Branchenexperten erwarten, dass weitere Bankinstitute in den kommenden Monaten ähnliche Einigungen mit dem VKI anstreben werden. Dies könnte zu einer grundlegenden Neuordnung der Provisionspraxis in der österreichischen Finanzbranche führen und die Transparenz für Verbraucher erheblich verbessern.
Die aktuellen Entwicklungen führen auch dazu, dass Banken ihre Beratungsprozesse überdenken und transparentere Aufklärung über Kosten und Provisionen implementieren. Moderne Beratungsdokumentationen müssen nun detailliert aufzeigen, welche Kosten für den Kunden entstehen und welche Provisionen die Bank erhält.
Interessant ist, dass der Volksbanken-Verbund eine gegenteilige Rechtsauffassung zur Position des VKI vertritt. Die Banken argumentieren, dass ihre Offenlegungspraxis den damals geltenden rechtlichen Anforderungen entsprach. Dennoch haben sie sich für eine einvernehmliche Lösung entschieden, um langwierige und kostspielige Gerichtsverfahren zu vermeiden.
Diese pragmatische Herangehensweise zeigt, dass beide Seiten an einer konstruktiven Lösung interessiert sind. Für die Banken bedeutet die Einigung Rechtssicherheit und Planbarkeit, während die Kunden ohne aufwendige Gerichtsverfahren zu ihrem Recht kommen.
Die erfolgreichen VKI-Aktionen markieren einen Wendepunkt in der österreichischen Finanzbranche. Sie signalisieren den Beginn einer neuen Ära der Transparenz, in der Verbraucherrechte konsequenter durchgesetzt werden. Für Konsumenten bedeutet dies nicht nur finanzielle Rückerstattungen, sondern auch besseren Schutz vor intransparenten Praktiken in der Zukunft.
Die Digitalisierung der Finanzbranche wird diese Entwicklung weiter vorantreiben. Moderne Beratungstools und digitale Dokumentationssysteme machen es einfacher, alle Kosten und Provisionen transparent darzustellen. Verbraucher können dadurch fundiertere Anlageentscheidungen treffen und sich besser vor versteckten Kosten schützen.
Konsumenten, die bis Ende 2017 Fondsprodukte über eine Volksbank erworben haben, sollten unbedingt prüfen, ob sie von der Rückzahlungsaktion profitieren können. Auch wenn die Anmeldung noch bis Juni 2026 möglich ist, empfiehlt es sich, frühzeitig aktiv zu werden und die erforderlichen Unterlagen zusammenzustellen.

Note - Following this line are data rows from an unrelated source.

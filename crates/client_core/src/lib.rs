//! Debounced input controller for the QR encoding service.
//!
//! The controller owns the raw text value and mediates between keystrokes
//! and the encoding backend: rapid edits collapse into a single request
//! (debounce), and every issued request carries a sequence number so a slow
//! response for an older edit can never overwrite a newer result
//! (supersession). File download and clipboard writes are the only
//! process-wide side effects and go through the [`FileSaver`] and
//! [`Clipboard`] seams.

use std::{path::PathBuf, sync::Arc, time::Duration};

use anyhow::{bail, Context, Result};
use async_trait::async_trait;
use base64::{engine::general_purpose::STANDARD, Engine as _};
use chrono::Utc;
use reqwest::Client;
use shared::{
    protocol::{ErrorBody, QrRequest, QrResponse},
    style::QrStyle,
};
use thiserror::Error;
use tokio::{
    sync::{broadcast, Mutex},
    task::JoinHandle,
    time::sleep,
};
use tracing::warn;
use url::Url;

/// Encoding requests that outlive this window are treated as failed, so the
/// generating flag can never be stuck indefinitely on a hung server.
pub const DEFAULT_REQUEST_TIMEOUT: Duration = Duration::from_secs(5);

const DATA_URL_PNG_PREFIX: &str = "data:image/png;base64,";

/// A successfully encoded image together with the text that produced it.
/// Derived state: overwritten on every newer encode, cleared on reset.
#[derive(Debug, Clone, PartialEq, Eq)]
pub struct EncodedImage {
    pub data_url: String,
    pub source_text: String,
}

impl EncodedImage {
    pub fn png_bytes(&self) -> Result<Vec<u8>> {
        let payload = self
            .data_url
            .strip_prefix(DATA_URL_PNG_PREFIX)
            .context("image is not a base64 PNG data URL")?;
        STANDARD
            .decode(payload)
            .context("image payload is not valid base64")
    }
}

#[derive(Debug, Error)]
pub enum BackendError {
    /// The service classified the input as invalid (HTTP 400).
    #[error("server rejected the input: {0}")]
    Rejected(String),
    /// The service failed to encode (HTTP 500).
    #[error("encoding failed: {0}")]
    Failed(String),
    /// The request never completed: connection failure or timeout.
    #[error("transport failure: {0}")]
    Transport(String),
}

#[async_trait]
pub trait EncodeBackend: Send + Sync + 'static {
    async fn encode(&self, text: &str) -> Result<EncodedImage, BackendError>;
}

#[async_trait]
impl<B> EncodeBackend for Arc<B>
where
    B: EncodeBackend + ?Sized,
{
    async fn encode(&self, text: &str) -> Result<EncodedImage, BackendError> {
        (**self).encode(text).await
    }
}

/// Backend speaking the `POST /api/qr` wire contract.
pub struct HttpEncodeBackend {
    http: Client,
    endpoint: Url,
}

impl HttpEncodeBackend {
    pub fn new(server_url: &str) -> Result<Self> {
        Self::with_timeout(server_url, DEFAULT_REQUEST_TIMEOUT)
    }

    pub fn with_timeout(server_url: &str, timeout: Duration) -> Result<Self> {
        let base = Url::parse(server_url).context("invalid server url")?;
        let endpoint = base.join("/api/qr").context("invalid server url")?;
        let http = Client::builder()
            .timeout(timeout)
            .build()
            .context("failed to build http client")?;
        Ok(Self { http, endpoint })
    }
}

#[async_trait]
impl EncodeBackend for HttpEncodeBackend {
    async fn encode(&self, text: &str) -> Result<EncodedImage, BackendError> {
        let response = self
            .http
            .post(self.endpoint.clone())
            .json(&QrRequest {
                text: text.to_string(),
            })
            .send()
            .await
            .map_err(|err| BackendError::Transport(err.to_string()))?;

        let status = response.status();
        if status.is_success() {
            let body: QrResponse = response
                .json()
                .await
                .map_err(|err| BackendError::Transport(err.to_string()))?;
            return Ok(EncodedImage {
                data_url: body.qr_code,
                source_text: text.to_string(),
            });
        }

        let message = response
            .json::<ErrorBody>()
            .await
            .map(|body| body.error)
            .unwrap_or_else(|_| format!("unexpected status {status}"));
        if status == reqwest::StatusCode::BAD_REQUEST {
            Err(BackendError::Rejected(message))
        } else {
            Err(BackendError::Failed(message))
        }
    }
}

/// Narrow seam for the system clipboard; `copy_text` is its only caller.
pub trait Clipboard: Send + Sync + 'static {
    fn write_text(&self, text: &str) -> Result<()>;
}

impl<C> Clipboard for Arc<C>
where
    C: Clipboard + ?Sized,
{
    fn write_text(&self, text: &str) -> Result<()> {
        (**self).write_text(text)
    }
}

pub struct SystemClipboard;

impl Clipboard for SystemClipboard {
    fn write_text(&self, text: &str) -> Result<()> {
        let mut clipboard = arboard::Clipboard::new().context("clipboard unavailable")?;
        clipboard
            .set_text(text.to_string())
            .context("clipboard write failed")?;
        Ok(())
    }
}

/// Narrow seam for the file-save action; `download` is its only caller.
pub trait FileSaver: Send + Sync + 'static {
    fn save(&self, filename: &str, bytes: &[u8]) -> Result<PathBuf>;
}

impl<S> FileSaver for Arc<S>
where
    S: FileSaver + ?Sized,
{
    fn save(&self, filename: &str, bytes: &[u8]) -> Result<PathBuf> {
        (**self).save(filename, bytes)
    }
}

pub struct DiskFileSaver {
    dir: PathBuf,
}

impl DiskFileSaver {
    pub fn new(dir: impl Into<PathBuf>) -> Self {
        Self { dir: dir.into() }
    }
}

impl FileSaver for DiskFileSaver {
    fn save(&self, filename: &str, bytes: &[u8]) -> Result<PathBuf> {
        std::fs::create_dir_all(&self.dir)
            .with_context(|| format!("failed to create '{}'", self.dir.display()))?;
        let path = self.dir.join(filename);
        std::fs::write(&path, bytes)
            .with_context(|| format!("failed to write '{}'", path.display()))?;
        Ok(path)
    }
}

/// Transient notifications for the presentation layer. None of these are
/// fatal; the controller stays usable after every error.
#[derive(Debug, Clone, PartialEq, Eq)]
pub enum ControllerEvent {
    ImageUpdated { source_text: String },
    ImageCleared,
    EncodeFailed { message: String },
    Downloaded { path: PathBuf },
    TextCopied,
    ClipboardFailed { message: String },
}

#[derive(Debug, Clone, Default)]
pub struct ControllerSnapshot {
    pub text: String,
    pub image: Option<EncodedImage>,
    pub generating: bool,
}

struct ControllerState {
    text: String,
    image: Option<EncodedImage>,
    generating: bool,
    /// Monotonic sequence over issued encode requests and invalidations.
    /// A completing request applies its result only while its own number
    /// still matches; `reset` and empty-input clears bump it so stale
    /// responses are discarded.
    seq: u64,
    debounce: Option<JoinHandle<()>>,
}

struct Inner<B: EncodeBackend> {
    backend: B,
    debounce_interval: Duration,
    state: Mutex<ControllerState>,
    events: broadcast::Sender<ControllerEvent>,
    clipboard: Box<dyn Clipboard>,
    saver: Box<dyn FileSaver>,
}

pub struct QrController<B: EncodeBackend> {
    inner: Arc<Inner<B>>,
}

impl<B: EncodeBackend> Clone for QrController<B> {
    fn clone(&self) -> Self {
        Self {
            inner: Arc::clone(&self.inner),
        }
    }
}

impl<B: EncodeBackend> QrController<B> {
    pub fn new(
        backend: B,
        style: &QrStyle,
        clipboard: Box<dyn Clipboard>,
        saver: Box<dyn FileSaver>,
    ) -> Self {
        let (events, _) = broadcast::channel(16);
        Self {
            inner: Arc::new(Inner {
                backend,
                debounce_interval: Duration::from_millis(style.debounce_ms),
                state: Mutex::new(ControllerState {
                    text: String::new(),
                    image: None,
                    generating: false,
                    seq: 0,
                    debounce: None,
                }),
                events,
                clipboard,
                saver,
            }),
        }
    }

    /// Updates the text immediately and (re)arms the debounce timer. The
    /// timer is a single-slot resource: a pending, not-yet-fired timer is
    /// aborted and replaced, so overlapping edits produce one encode call.
    pub async fn set_text(&self, value: impl Into<String>) {
        let mut state = self.inner.state.lock().await;
        state.text = value.into();
        if let Some(timer) = state.debounce.take() {
            timer.abort();
        }
        let inner = Arc::clone(&self.inner);
        let interval = self.inner.debounce_interval;
        state.debounce = Some(tokio::spawn(async move {
            sleep(interval).await;
            Inner::fire(inner).await;
        }));
    }

    /// Clears text and image unconditionally and cancels any armed timer.
    /// An already-in-flight request keeps running, but its sequence number
    /// is superseded here so its result cannot repopulate the state.
    pub async fn reset(&self) {
        let mut state = self.inner.state.lock().await;
        if let Some(timer) = state.debounce.take() {
            timer.abort();
        }
        state.text.clear();
        state.seq += 1;
        state.generating = false;
        let had_image = state.image.take().is_some();
        drop(state);
        if had_image {
            let _ = self.inner.events.send(ControllerEvent::ImageCleared);
        }
    }

    /// Writes the current image as `qr-code-<timestamp>.png` through the
    /// file-saver seam. Valid only while an image is present; leaves text
    /// and image untouched.
    pub async fn download(&self) -> Result<PathBuf> {
        let image = self.inner.state.lock().await.image.clone();
        let Some(image) = image else {
            bail!("no encoded image to download");
        };

        let bytes = image.png_bytes()?;
        let filename = format!("qr-code-{}.png", Utc::now().timestamp_millis());
        let path = self.inner.saver.save(&filename, &bytes)?;
        let _ = self.inner.events.send(ControllerEvent::Downloaded {
            path: path.clone(),
        });
        Ok(path)
    }

    /// Copies the raw text to the clipboard. Valid only for non-empty text;
    /// a clipboard failure is reported as a non-fatal event and leaves all
    /// state unchanged.
    pub async fn copy_text(&self) -> Result<()> {
        let text = self.inner.state.lock().await.text.clone();
        if text.is_empty() {
            bail!("no text to copy");
        }

        match self.inner.clipboard.write_text(&text) {
            Ok(()) => {
                let _ = self.inner.events.send(ControllerEvent::TextCopied);
                Ok(())
            }
            Err(err) => {
                warn!(%err, "clipboard write failed");
                let _ = self.inner.events.send(ControllerEvent::ClipboardFailed {
                    message: err.to_string(),
                });
                Err(err)
            }
        }
    }

    pub async fn is_generating(&self) -> bool {
        self.inner.state.lock().await.generating
    }

    pub async fn snapshot(&self) -> ControllerSnapshot {
        let state = self.inner.state.lock().await;
        ControllerSnapshot {
            text: state.text.clone(),
            image: state.image.clone(),
            generating: state.generating,
        }
    }

    pub fn subscribe_events(&self) -> broadcast::Receiver<ControllerEvent> {
        self.inner.events.subscribe()
    }
}

impl<B: EncodeBackend> Inner<B> {
    /// Debounce timer expiry. Empty or all-whitespace text clears the image
    /// without calling the backend; otherwise the encode request runs as a
    /// detached task tagged with a fresh sequence number.
    async fn fire(inner: Arc<Self>) {
        let (text, seq) = {
            let mut state = inner.state.lock().await;
            state.debounce = None;
            state.seq += 1;
            if state.text.trim().is_empty() {
                state.generating = false;
                let had_image = state.image.take().is_some();
                drop(state);
                if had_image {
                    let _ = inner.events.send(ControllerEvent::ImageCleared);
                }
                return;
            }
            state.generating = true;
            (state.text.clone(), state.seq)
        };

        tokio::spawn(async move {
            Inner::run_encode(inner, text, seq).await;
        });
    }

    async fn run_encode(inner: Arc<Self>, text: String, seq: u64) {
        let result = inner.backend.encode(&text).await;

        let mut state = inner.state.lock().await;
        if state.seq != seq {
            // Superseded by a newer request, a clear, or a reset.
            return;
        }
        state.generating = false;
        match result {
            Ok(image) => {
                state.image = Some(image);
                drop(state);
                let _ = inner.events.send(ControllerEvent::ImageUpdated {
                    source_text: text,
                });
            }
            Err(err) => {
                // Prior image stays visible on any failure.
                drop(state);
                warn!(%err, "encode request failed");
                let _ = inner.events.send(ControllerEvent::EncodeFailed {
                    message: err.to_string(),
                });
            }
        }
    }
}

#[cfg(test)]
#[path = "tests/lib_tests.rs"]
mod tests;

Die VKI-Sammelaktion zeigt eindrucksvoll, wie wichtig es ist, seine Verbraucherrechte zu kennen und bei Bedarf auch durchzusetzen. Mit professioneller Unterstützung durch Konsumentenschutzorganisationen können auch Einzelverbraucher erfolgreich gegen große Finanzinstitute vorgehen und zu ihrem Recht kommen.